__The task__
Looking at the entries underneath, work out how many lines contain "PartialEq". Write only that number.

============

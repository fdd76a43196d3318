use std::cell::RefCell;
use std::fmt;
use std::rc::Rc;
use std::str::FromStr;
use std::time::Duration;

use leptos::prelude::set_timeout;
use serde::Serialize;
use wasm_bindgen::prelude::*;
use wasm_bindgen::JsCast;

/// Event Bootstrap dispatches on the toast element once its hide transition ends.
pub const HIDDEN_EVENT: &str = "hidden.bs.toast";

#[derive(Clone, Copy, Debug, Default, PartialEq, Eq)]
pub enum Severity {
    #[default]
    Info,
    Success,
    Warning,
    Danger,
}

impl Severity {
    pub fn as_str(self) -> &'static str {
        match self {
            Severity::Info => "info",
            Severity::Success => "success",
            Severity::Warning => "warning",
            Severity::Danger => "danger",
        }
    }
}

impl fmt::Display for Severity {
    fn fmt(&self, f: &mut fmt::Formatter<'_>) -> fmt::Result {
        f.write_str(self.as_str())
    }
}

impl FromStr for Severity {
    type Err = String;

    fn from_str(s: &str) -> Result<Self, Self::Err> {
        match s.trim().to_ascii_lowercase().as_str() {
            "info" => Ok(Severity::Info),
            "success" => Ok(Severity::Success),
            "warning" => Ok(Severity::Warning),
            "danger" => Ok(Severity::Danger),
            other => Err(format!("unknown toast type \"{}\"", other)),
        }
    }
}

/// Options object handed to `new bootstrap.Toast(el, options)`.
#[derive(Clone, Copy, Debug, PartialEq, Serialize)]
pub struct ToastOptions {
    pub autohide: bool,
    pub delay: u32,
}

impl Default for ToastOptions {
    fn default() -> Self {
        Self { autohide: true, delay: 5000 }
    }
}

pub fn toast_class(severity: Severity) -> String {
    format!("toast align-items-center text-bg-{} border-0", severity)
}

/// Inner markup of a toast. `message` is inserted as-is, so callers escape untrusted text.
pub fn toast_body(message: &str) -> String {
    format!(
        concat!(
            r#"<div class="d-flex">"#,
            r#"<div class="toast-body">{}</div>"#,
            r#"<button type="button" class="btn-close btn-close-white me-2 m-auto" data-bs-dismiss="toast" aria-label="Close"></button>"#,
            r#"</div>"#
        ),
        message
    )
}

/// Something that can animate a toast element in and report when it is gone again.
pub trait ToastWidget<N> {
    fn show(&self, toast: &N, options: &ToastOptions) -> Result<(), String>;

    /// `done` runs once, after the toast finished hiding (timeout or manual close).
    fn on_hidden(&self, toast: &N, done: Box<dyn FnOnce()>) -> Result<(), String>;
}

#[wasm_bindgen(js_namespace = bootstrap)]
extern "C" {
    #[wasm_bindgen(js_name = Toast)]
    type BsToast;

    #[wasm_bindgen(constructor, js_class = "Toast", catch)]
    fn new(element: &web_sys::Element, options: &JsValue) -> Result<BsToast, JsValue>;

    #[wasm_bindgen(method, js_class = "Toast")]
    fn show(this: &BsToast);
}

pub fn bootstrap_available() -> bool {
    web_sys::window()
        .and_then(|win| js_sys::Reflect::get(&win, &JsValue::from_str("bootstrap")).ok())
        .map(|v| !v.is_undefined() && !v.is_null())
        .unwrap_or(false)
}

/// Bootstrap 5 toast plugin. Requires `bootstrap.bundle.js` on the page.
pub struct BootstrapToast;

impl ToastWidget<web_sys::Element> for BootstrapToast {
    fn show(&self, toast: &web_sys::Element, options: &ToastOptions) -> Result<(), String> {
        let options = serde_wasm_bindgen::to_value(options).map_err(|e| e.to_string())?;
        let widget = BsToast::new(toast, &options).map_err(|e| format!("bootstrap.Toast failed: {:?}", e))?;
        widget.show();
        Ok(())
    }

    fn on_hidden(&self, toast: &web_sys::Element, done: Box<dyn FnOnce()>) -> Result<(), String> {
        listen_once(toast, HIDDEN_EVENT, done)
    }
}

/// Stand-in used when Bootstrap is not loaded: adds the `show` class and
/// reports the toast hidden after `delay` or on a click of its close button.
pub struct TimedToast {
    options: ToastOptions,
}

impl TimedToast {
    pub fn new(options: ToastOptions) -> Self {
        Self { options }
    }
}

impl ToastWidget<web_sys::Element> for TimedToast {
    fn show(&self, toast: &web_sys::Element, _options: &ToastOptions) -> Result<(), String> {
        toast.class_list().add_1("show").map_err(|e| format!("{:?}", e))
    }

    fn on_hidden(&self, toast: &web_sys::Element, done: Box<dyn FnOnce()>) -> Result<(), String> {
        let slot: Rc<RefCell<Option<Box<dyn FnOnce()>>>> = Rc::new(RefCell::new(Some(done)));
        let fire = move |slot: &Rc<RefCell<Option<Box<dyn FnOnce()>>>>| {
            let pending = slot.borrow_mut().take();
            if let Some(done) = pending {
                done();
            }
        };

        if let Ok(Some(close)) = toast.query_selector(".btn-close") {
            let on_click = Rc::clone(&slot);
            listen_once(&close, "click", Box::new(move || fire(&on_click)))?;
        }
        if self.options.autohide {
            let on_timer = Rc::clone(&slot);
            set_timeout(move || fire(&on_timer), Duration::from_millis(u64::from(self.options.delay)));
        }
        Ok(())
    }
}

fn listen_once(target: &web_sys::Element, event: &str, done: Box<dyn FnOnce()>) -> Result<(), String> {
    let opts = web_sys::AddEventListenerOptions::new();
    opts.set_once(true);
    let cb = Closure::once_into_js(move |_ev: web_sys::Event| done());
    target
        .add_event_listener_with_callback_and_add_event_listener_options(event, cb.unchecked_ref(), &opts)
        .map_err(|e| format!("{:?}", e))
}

============

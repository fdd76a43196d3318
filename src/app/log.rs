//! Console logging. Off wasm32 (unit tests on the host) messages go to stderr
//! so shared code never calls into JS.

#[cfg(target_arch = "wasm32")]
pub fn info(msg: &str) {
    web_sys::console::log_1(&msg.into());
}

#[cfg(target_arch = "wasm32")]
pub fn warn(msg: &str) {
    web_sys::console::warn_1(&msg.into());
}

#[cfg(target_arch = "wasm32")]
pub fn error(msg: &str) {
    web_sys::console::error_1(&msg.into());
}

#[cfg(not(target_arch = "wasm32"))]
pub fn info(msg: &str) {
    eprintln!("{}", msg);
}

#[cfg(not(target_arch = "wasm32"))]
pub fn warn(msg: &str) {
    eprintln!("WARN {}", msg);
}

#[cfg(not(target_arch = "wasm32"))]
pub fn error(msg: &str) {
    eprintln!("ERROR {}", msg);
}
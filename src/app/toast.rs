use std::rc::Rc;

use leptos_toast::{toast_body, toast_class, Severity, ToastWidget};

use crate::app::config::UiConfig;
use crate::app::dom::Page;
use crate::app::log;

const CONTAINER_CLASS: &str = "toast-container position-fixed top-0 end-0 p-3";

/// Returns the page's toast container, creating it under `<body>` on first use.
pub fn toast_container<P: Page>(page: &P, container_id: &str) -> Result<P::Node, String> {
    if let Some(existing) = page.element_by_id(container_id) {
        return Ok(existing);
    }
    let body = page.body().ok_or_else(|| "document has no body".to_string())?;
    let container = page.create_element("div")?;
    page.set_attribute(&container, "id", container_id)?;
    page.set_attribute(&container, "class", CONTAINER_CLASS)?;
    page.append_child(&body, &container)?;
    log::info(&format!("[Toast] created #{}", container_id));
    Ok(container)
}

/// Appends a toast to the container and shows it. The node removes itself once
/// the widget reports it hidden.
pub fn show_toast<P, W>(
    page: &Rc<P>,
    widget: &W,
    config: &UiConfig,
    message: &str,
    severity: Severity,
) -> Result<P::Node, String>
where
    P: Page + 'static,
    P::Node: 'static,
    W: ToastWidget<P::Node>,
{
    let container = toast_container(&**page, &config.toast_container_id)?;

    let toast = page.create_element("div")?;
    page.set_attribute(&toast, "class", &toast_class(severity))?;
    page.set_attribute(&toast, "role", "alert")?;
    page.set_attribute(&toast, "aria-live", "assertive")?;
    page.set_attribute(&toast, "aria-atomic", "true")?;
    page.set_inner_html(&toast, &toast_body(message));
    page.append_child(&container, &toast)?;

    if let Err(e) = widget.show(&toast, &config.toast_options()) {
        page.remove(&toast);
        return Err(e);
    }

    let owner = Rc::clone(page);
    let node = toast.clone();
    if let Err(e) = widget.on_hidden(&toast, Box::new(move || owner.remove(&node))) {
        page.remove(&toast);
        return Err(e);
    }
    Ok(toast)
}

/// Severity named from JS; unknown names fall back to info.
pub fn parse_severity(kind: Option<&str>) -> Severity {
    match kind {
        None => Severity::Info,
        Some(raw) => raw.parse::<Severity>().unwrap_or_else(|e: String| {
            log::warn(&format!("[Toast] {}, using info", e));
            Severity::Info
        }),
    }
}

============

__Response__
2